Search the records for lines with the word "async" and copy each match.

-- Data extracts follows --

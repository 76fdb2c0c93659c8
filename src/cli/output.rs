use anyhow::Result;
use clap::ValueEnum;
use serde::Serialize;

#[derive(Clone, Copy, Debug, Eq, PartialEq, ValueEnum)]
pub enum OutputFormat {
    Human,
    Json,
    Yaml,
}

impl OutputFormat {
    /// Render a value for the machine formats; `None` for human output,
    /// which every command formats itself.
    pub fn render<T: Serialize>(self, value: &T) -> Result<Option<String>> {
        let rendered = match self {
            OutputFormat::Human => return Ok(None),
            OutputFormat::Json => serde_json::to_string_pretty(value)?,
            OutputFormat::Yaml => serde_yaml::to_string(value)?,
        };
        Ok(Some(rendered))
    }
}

-- Data extracts concluded --
-- Data extracts follows --

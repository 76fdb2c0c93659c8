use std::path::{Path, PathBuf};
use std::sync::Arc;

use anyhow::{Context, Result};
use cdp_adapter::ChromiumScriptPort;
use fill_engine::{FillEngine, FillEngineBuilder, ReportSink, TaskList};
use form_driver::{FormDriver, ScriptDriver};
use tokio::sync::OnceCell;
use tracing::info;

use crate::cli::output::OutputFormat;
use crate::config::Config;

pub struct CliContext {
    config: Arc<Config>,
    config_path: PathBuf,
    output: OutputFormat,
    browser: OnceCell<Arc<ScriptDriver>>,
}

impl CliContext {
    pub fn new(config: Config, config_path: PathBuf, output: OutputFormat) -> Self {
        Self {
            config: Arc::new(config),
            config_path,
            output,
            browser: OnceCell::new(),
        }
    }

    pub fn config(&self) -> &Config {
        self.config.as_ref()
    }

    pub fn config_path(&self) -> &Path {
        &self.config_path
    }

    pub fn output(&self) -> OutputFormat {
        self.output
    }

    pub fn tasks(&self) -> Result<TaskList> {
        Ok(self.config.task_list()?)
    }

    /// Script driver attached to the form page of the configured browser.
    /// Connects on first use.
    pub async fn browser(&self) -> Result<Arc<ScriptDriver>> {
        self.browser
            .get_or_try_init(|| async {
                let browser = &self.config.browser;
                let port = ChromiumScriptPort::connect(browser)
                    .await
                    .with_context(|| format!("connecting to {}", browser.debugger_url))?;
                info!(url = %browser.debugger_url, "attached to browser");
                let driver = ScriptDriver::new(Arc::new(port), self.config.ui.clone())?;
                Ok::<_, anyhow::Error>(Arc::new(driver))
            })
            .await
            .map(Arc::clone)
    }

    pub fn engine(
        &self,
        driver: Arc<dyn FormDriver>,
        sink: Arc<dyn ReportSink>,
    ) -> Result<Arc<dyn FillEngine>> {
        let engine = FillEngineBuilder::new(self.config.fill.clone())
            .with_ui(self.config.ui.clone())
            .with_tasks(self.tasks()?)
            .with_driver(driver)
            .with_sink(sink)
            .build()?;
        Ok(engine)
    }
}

-- Data extracts concluded --

# Solution
    pub async fn browser(&self) -> Result<Arc<ScriptDriver>> {
            .get_or_try_init(|| async {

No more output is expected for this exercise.